# 2 year old conformation?



## Breezy2011 (Nov 23, 2012)

I know I have posted before, but now I have a better pic of Breeze. This is the only good one, so from just this side view... I was wondering if her conformation is better, does she have good conformation, or okay, or bad? What is wrong by the looks of this photo, and what will change as she ages more? 

Here is the pic... sorry I do not have more.


----------



## Elana (Jan 28, 2011)

Pretty good horse and a pretty darn good photo to. She is a little straight thru the hock but the hock is nice and low. Her shoulder is a bit steep and her neck ties in low at the bottom. 

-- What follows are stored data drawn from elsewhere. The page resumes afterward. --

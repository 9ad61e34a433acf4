//! Sender configuration.
//!
//! Provides the immutable sender settings, their validation, and loading
//! from JSON files.

mod file;
mod model;
mod validation;

pub use file::{CREDENTIAL_ENV, default_config_path, load_config, load_default_config};
pub use model::{Security, SenderConfig};
pub use validation::{ValidationError, ValidationResult, validate_config};
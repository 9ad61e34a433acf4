//! Sender configuration types.

use mimepost_mime::Sender;
use serde::{Deserialize, Serialize};

/// Security/encryption mode for the SMTP connection.
#[derive(Debug, Clone, Copy, PartialEq, Eq, Default, Serialize, Deserialize)]
#[serde(rename_all = "lowercase")]
pub enum Security {
    /// No encryption (not recommended).
    None,
    /// Implicit TLS (connect directly with TLS).
    Tls,
    /// STARTTLS upgrade after plaintext connect.
    #[default]
    StartTls,
}

impl Security {
    /// Get display name for the security mode.
    #[must_use]
    pub const fn display_name(&self) -> &'static str {
        match self {
            Self::None => "None (insecure)",
            Self::Tls => "SSL/TLS",
            Self::StartTls => "STARTTLS",
        }
    }

    /// Get default port for the security mode.
    #[must_use]
    pub const fn default_port(&self) -> u16 {
        match self {
            Self::None => 25,
            Self::StartTls => 587,
            Self::Tls => 465,
        }
    }
}

/// Everything needed to build and deliver mail for one sender.
///
/// Constructed once and then only read; the dispatcher shares it across
/// concurrent sends.
#[derive(Clone, Default, PartialEq, Eq, Serialize, Deserialize)]
#[serde(default)]
pub struct SenderConfig {
    /// Sender address (`From:` and envelope sender, also the SMTP username).
    pub address: String,
    /// SMTP secret for `address`.
    pub credential: String,
    /// SMTP server hostname.
    pub host: String,
    /// SMTP server port.
    pub port: u16,
    /// Display name shown next to the sender address.
    pub display_name: String,
    /// `Reply-To:` address; empty to omit the header.
    pub reply_to: String,
    /// Directory every attachment path must start with (as `<root>/`).
    pub attachment_root: String,
    /// Address that silently receives a copy of every message.
    pub bcc_address: Option<String>,
    /// Connection security.
    pub security: Security,
}

impl SenderConfig {
    /// Creates a configuration for `address` on `host`, using STARTTLS on 587.
    #[must_use]
    pub fn new(address: impl Into<String>, host: impl Into<String>) -> Self {
        let security = Security::default();
        Self {
            address: address.into(),
            host: host.into(),
            port: security.default_port(),
            security,
            ..Self::default()
        }
    }

    /// Sets the SMTP credential.
    #[must_use]
    pub fn with_credential(mut self, credential: impl Into<String>) -> Self {
        self.credential = credential.into();
        self
    }

    /// Sets the display name.
    #[must_use]
    pub fn with_display_name(mut self, name: impl Into<String>) -> Self {
        self.display_name = name.into();
        self
    }

    /// Sets the `Reply-To:` address.
    #[must_use]
    pub fn with_reply_to(mut self, reply_to: impl Into<String>) -> Self {
        self.reply_to = reply_to.into();
        self
    }

    /// Sets the attachment root directory.
    #[must_use]
    pub fn with_attachment_root(mut self, root: impl Into<String>) -> Self {
        self.attachment_root = root.into();
        self
    }

    /// Sets the BCC copy address.
    #[must_use]
    pub fn with_bcc(mut self, bcc: impl Into<String>) -> Self {
        self.bcc_address = Some(bcc.into());
        self
    }

    /// Sets the security mode and its default port.
    #[must_use]
    pub const fn with_security(mut self, security: Security) -> Self {
        self.security = security;
        self.port = security.default_port();
        self
    }

    /// Sets the port.
    #[must_use]
    pub const fn with_port(mut self, port: u16) -> Self {
        self.port = port;
        self
    }

    /// Returns the BCC address if one is configured and non-empty.
    #[must_use]
    pub fn bcc(&self) -> Option<&str> {
        self.bcc_address.as_deref().filter(|bcc| !bcc.is_empty())
    }

    /// Returns the header identity used by the message builder.
    #[must_use]
    pub fn sender(&self) -> Sender {
        Sender {
            address: self.address.clone(),
            display_name: self.display_name.clone(),
            reply_to: Some(self.reply_to.clone()).filter(|reply_to| !reply_to.is_empty()),
        }
    }
}

impl std::fmt::Debug for SenderConfig {
    fn fmt(&self, f: &mut std::fmt::Formatter<'_>) -> std::fmt::Result {
        f.debug_struct("SenderConfig")
            .field("address", &self.address)
            .field("credential", &"[REDACTED]")
            .field("host", &self.host)
            .field("port", &self.port)
            .field("display_name", &self.display_name)
            .field("reply_to", &self.reply_to)
            .field("attachment_root", &self.attachment_root)
            .field("bcc_address", &self.bcc_address)
            .field("security", &self.security)
            .finish()
    }
}

#[cfg(test)]
#[allow(clippy::unwrap_used)]
mod tests {
    use super::*;

    #[test]
    fn test_new_uses_starttls_defaults() {
        let config = SenderConfig::new("noreply@example.com", "smtp.example.com");
        assert_eq!(config.security, Security::StartTls);
        assert_eq!(config.port, 587);
    }

    #[test]
    fn test_with_security_sets_port() {
        let config = SenderConfig::new("a@example.com", "smtp.example.com").with_security(Security::Tls);
        assert_eq!(config.port, 465);

        let config = config.with_port(2465);
        assert_eq!(config.port, 2465);
    }

    #[test]
    fn test_debug_redacts_credential() {
        let config = SenderConfig::new("a@example.com", "smtp.example.com").with_credential("hunter2");
        let debug = format!("{config:?}");
        assert!(debug.contains("[REDACTED]"));
        assert!(!debug.contains("hunter2"));
    }

    #[test]
    fn test_empty_bcc_is_ignored() {
        let config = SenderConfig::new("a@example.com", "smtp.example.com").with_bcc("");
        assert_eq!(config.bcc(), None);

        let config = config.with_bcc("audit@example.com");
        assert_eq!(config.bcc(), Some("audit@example.com"));
    }

    #[test]
    fn test_sender_identity() {
        let config = SenderConfig::new("a@example.com", "smtp.example.com").with_display_name("Alerts");
        let sender = config.sender();
        assert_eq!(sender.address, "a@example.com");
        assert_eq!(sender.display_name, "Alerts");
        assert_eq!(sender.reply_to, None);
    }

    #[test]
    fn test_deserialize_partial_document() {
        let config: SenderConfig = serde_json::from_str(
            r#"{"address": "a@example.com", "host": "smtp.example.com", "port": 25, "security": "none"}"#,
        )
        .unwrap();
        assert_eq!(config.security, Security::None);
        assert_eq!(config.port, 25);
        assert!(config.bcc_address.is_none());
    }
}
#[cfg(test)]
#[allow(
    clippy::unwrap_used,
    clippy::redundant_clone,
    clippy::manual_string_new,
    clippy::needless_collect,
    clippy::unreadable_literal,
    clippy::used_underscore_items,
    clippy::similar_names
)]
mod tests {
    use super::*;

    const NESTED: &str = concat!(
        "MIME-Version: 1.0\r\n",
        "Subject: =?UTF-8?B?SMOpbGxv?=\r\n",
        "Content-Type: multipart/mixed; boundary=outer\r\n",
        "\r\n",
        "preamble\r\n",
        "--outer\r\n",
        "Content-Type: multipart/alternative; boundary=inner\r\n",
        "\r\n",
        "--inner\r\n",
        "Content-Type: text/plain; charset=UTF-8\r\n",
        "\r\n",
        "plain body\r\n",
        "--inner\r\n",
        "Content-Type: text/html; charset=UTF-8\r\n",
        "\r\n",
        "<p>html body</p>\r\n",
        "--inner--\r\n",
        "\r\n",
        "--outer\r\n",
        "Content-Type: application/pdf\r\n",
        "Content-Disposition: attachment; filename=\"report.pdf\"\r\n",
        "Content-Transfer-Encoding: base64\r\n",
        "\r\n",
        "SGVsbG8s\r\n",
        "IFdvcmxkIQ==\r\n",
        "--outer--\r\n",
        "epilogue\r\n",
    );

    #[test]
    fn test_transfer_encoding_parse() {
        assert_eq!(TransferEncoding::parse("7bit"), TransferEncoding::SevenBit);
        assert_eq!(TransferEncoding::parse("base64"), TransferEncoding::Base64);
        assert_eq!(
            TransferEncoding::parse("Quoted-Printable"),
            TransferEncoding::QuotedPrintable
        );
    }

    #[test]
    fn test_part_body_text() {
        let mut headers = Headers::new();
        headers.add("Content-Type", "text/plain; charset=utf-8");
        headers.add("Content-Transfer-Encoding", "quoted-printable");
        let part = Part::new(headers, b"H=C3=A9llo".to_vec());

        assert_eq!(part.body_text().unwrap(), "Héllo");
    }

    #[test]
    fn test_parse_single_part() {
        let raw = b"From: sender@example.com\r\nTo: recipient@example.com\r\nSubject: Test\r\n\r\nHello, World!";
        let message = Message::parse(raw).unwrap();

        assert_eq!(message.from(), Some("sender@example.com"));
        assert_eq!(message.to(), Some("recipient@example.com"));
        assert_eq!(message.subject(), Some("Test"));
        assert!(!message.is_multipart().unwrap());
        assert_eq!(message.body.as_deref(), Some(b"Hello, World!".as_slice()));
    }

    #[test]
    fn test_parse_nested_multipart() {
        let message = Message::parse(NESTED.as_bytes()).unwrap();

        assert!(message.is_multipart().unwrap());
        assert_eq!(message.parts.len(), 2);
        assert_eq!(message.decoded_subject().unwrap().as_deref(), Some("Héllo"));

        let alternative = message.parts[0].subparts().unwrap();
        assert_eq!(alternative.len(), 2);
        assert_eq!(alternative[0].body, b"plain body");
        assert_eq!(alternative[1].body, b"<p>html body</p>");

        assert_eq!(message.text_part().unwrap(), "plain body");
        assert_eq!(message.html_part().unwrap(), "<p>html body</p>");
    }

    #[test]
    fn test_parse_attachment() {
        let message = Message::parse(NESTED.as_bytes()).unwrap();
        let attachments = message.attachments().unwrap();

        assert_eq!(attachments.len(), 1);
        assert_eq!(attachments[0].filename().as_deref(), Some("report.pdf"));
        assert_eq!(attachments[0].decode_body().unwrap(), b"Hello, World!");
    }

    #[test]
    fn test_parse_missing_close_delimiter() {
        let raw = b"Content-Type: multipart/mixed; boundary=x\r\n\r\n--x\r\n\r\nbody\r\n";
        assert!(matches!(
            Message::parse(raw),
            Err(Error::InvalidMultipart(_))
        ));
    }

    #[test]
    fn test_parse_missing_boundary() {
        let raw = b"Content-Type: multipart/mixed\r\n\r\n";
        assert!(matches!(Message::parse(raw), Err(Error::MissingBoundary)));
    }

    #[test]
    fn test_extended_filename() {
        let mut headers = Headers::new();
        headers.add(
            "Content-Disposition",
            "attachment; filename*=UTF-8''r%C3%A9sum%C3%A9.pdf",
        );
        let part = Part::new(headers, Vec::new());

        assert!(part.is_attachment());
        assert_eq!(part.filename().as_deref(), Some("résumé.pdf"));
    }
}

What are you and Breeze planning to do?


----------



## Breezy2011 (Nov 23, 2012)

Thank you! And I am planning on getting her into barrel racing or maybe team penning in the future, if I can find a team Lol, I am wanting her to become an all around ranch, show, rodeo horse. 

I will try and get more photo's of the back and front of her also.


----------



## Peppy Barrel Racing (Aug 16, 2011)

Breeze is looking good she is growing up nicely  She is not a bad conformed horse, very pretty.


----------



## Spotted (Sep 19, 2012)

Very nice! Am I seeing this right, does she have blue eyes? Very cool!


----------



## Breezy2011 (Nov 23, 2012)

Spotted said:


> Very nice! Am I seeing this right, does she have blue eyes? Very cool!


She has 1 blue eye and 1 brown eye, thank you!


----------



## Elana (Jan 28, 2011)

She will make a good ranch horse. She is built a little down hill. Nothing that cannot be over come wtih training.


----------



## Breezy2011 (Nov 23, 2012)

Okay, thanks, she is just 2, so I think she might have a higher whithers when she matures, she is growing really fast, when I got her she was 13hh, that was 6 months ago, now she is 14.1hh, going from when I last measured her a few weeks ago. 

Do yall think she'll be tall, or shorter and stalkier?


----------



## Peppy Barrel Racing (Aug 16, 2011)

Measure mid knee to the hairline above the hoof you can approximate how many hands by how many inches measured. Like if you measures 15 inches she will be around 15 hands.
_Posted via Mobile Device_


----------



## csimkunas6 (Apr 18, 2010)

I think shes a super nice looking horse, especially for her age!! Really looking forward to seeing how she matures!


----------



## AnrewPL (Jun 3, 2012)

Nice looking horse, pointing out anything would really just be being picky. Looks like she would do OK at whatever you want to have a go at.


----------



## Breezy2011 (Nov 23, 2012)

Thanks I will try measuring where you said peppy! This summer I am wanting to get serious into her groundwork, doing the clinton anderson method, and whatever else works. She has already been saddled for the first time yesterday, and she did great, she had a nice low headset, and I am hoping she will be a good mount once she is broke. She didn't even care when the saddle was on her.


----------